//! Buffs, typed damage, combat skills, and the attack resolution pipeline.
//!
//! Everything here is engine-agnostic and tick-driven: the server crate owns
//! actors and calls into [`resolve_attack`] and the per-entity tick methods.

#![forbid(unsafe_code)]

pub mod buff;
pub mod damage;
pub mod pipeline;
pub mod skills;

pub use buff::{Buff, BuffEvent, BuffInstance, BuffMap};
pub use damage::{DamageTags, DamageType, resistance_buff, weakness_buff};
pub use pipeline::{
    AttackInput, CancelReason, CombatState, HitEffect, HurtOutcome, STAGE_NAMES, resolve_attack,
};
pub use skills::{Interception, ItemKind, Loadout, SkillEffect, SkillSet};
#####
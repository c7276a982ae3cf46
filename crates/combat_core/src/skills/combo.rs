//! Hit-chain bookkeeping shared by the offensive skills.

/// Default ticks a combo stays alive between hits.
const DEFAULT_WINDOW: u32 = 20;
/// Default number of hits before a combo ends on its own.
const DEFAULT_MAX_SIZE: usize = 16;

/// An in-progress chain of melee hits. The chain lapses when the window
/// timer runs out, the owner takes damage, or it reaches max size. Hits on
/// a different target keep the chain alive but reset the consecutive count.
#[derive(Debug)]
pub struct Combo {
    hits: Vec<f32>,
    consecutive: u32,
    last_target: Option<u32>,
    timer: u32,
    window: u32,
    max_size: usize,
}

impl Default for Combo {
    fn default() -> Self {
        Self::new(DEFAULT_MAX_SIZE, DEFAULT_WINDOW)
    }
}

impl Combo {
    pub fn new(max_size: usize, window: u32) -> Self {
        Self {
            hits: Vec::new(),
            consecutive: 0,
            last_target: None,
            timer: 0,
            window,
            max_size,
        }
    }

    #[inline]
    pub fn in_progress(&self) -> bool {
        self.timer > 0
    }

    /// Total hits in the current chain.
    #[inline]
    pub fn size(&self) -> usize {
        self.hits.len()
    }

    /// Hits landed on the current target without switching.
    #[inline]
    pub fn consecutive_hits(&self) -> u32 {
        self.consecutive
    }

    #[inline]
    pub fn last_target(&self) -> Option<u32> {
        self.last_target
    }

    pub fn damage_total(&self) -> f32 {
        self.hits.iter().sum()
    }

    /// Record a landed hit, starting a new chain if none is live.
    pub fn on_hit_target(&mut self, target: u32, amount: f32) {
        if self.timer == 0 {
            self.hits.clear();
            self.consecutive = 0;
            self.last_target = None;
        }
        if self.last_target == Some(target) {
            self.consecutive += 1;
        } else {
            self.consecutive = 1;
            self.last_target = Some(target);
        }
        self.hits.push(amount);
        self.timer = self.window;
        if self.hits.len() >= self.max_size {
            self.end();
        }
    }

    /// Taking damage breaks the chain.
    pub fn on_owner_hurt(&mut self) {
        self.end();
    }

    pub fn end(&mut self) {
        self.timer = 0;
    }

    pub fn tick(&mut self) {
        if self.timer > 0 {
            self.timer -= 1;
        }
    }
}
#####
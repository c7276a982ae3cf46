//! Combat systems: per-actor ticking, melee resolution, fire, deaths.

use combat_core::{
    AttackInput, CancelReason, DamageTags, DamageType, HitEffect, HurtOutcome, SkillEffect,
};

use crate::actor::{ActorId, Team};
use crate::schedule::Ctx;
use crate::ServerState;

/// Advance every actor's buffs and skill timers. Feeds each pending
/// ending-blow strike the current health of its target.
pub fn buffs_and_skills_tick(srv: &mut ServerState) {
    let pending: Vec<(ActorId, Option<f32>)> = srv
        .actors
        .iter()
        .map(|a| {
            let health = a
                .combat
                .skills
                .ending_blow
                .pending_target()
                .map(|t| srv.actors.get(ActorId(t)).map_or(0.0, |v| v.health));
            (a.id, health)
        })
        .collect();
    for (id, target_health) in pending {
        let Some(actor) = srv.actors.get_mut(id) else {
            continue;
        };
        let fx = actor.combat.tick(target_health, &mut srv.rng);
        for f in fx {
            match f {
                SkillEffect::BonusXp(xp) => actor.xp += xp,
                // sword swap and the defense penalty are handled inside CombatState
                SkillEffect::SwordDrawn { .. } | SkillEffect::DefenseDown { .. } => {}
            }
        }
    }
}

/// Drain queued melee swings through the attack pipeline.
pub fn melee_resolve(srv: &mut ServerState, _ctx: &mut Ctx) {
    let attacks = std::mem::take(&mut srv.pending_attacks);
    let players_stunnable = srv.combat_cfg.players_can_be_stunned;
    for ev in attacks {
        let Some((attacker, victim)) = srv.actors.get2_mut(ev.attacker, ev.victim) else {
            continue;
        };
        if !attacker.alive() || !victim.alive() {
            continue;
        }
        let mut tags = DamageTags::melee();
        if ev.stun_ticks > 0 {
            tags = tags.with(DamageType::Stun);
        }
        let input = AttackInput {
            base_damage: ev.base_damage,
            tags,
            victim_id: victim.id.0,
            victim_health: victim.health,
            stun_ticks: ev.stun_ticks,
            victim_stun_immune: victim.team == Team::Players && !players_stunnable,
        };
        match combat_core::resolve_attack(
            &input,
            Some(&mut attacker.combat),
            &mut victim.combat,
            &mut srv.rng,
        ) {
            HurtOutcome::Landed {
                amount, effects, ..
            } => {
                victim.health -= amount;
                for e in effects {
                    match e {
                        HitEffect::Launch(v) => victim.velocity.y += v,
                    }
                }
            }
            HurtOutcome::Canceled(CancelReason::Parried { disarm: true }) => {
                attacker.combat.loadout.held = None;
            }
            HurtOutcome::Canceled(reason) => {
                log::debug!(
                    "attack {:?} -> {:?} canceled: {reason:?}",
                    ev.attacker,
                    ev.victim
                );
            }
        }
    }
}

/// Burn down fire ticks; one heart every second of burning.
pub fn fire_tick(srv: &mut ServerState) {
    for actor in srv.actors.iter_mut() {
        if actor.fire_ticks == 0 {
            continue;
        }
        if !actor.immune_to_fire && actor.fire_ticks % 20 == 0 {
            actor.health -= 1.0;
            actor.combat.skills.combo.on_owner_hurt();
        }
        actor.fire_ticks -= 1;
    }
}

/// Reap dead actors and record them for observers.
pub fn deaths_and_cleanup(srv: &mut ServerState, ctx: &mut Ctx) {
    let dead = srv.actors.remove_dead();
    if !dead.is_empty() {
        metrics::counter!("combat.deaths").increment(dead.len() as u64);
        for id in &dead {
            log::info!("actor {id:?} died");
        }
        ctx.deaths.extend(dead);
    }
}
#####
Aim of the exercise ▸ With "attacker" as the search string, filter the records and return each line that has it.

Answer ▸
        let Some((attacker, victim)) = srv.actors.get2_mut(ev.attacker, ev.victim) else {
        if !attacker.alive() || !victim.alive() {
            Some(&mut attacker.combat),
                attacker.combat.loadout.held = None;
                    ev.attacker,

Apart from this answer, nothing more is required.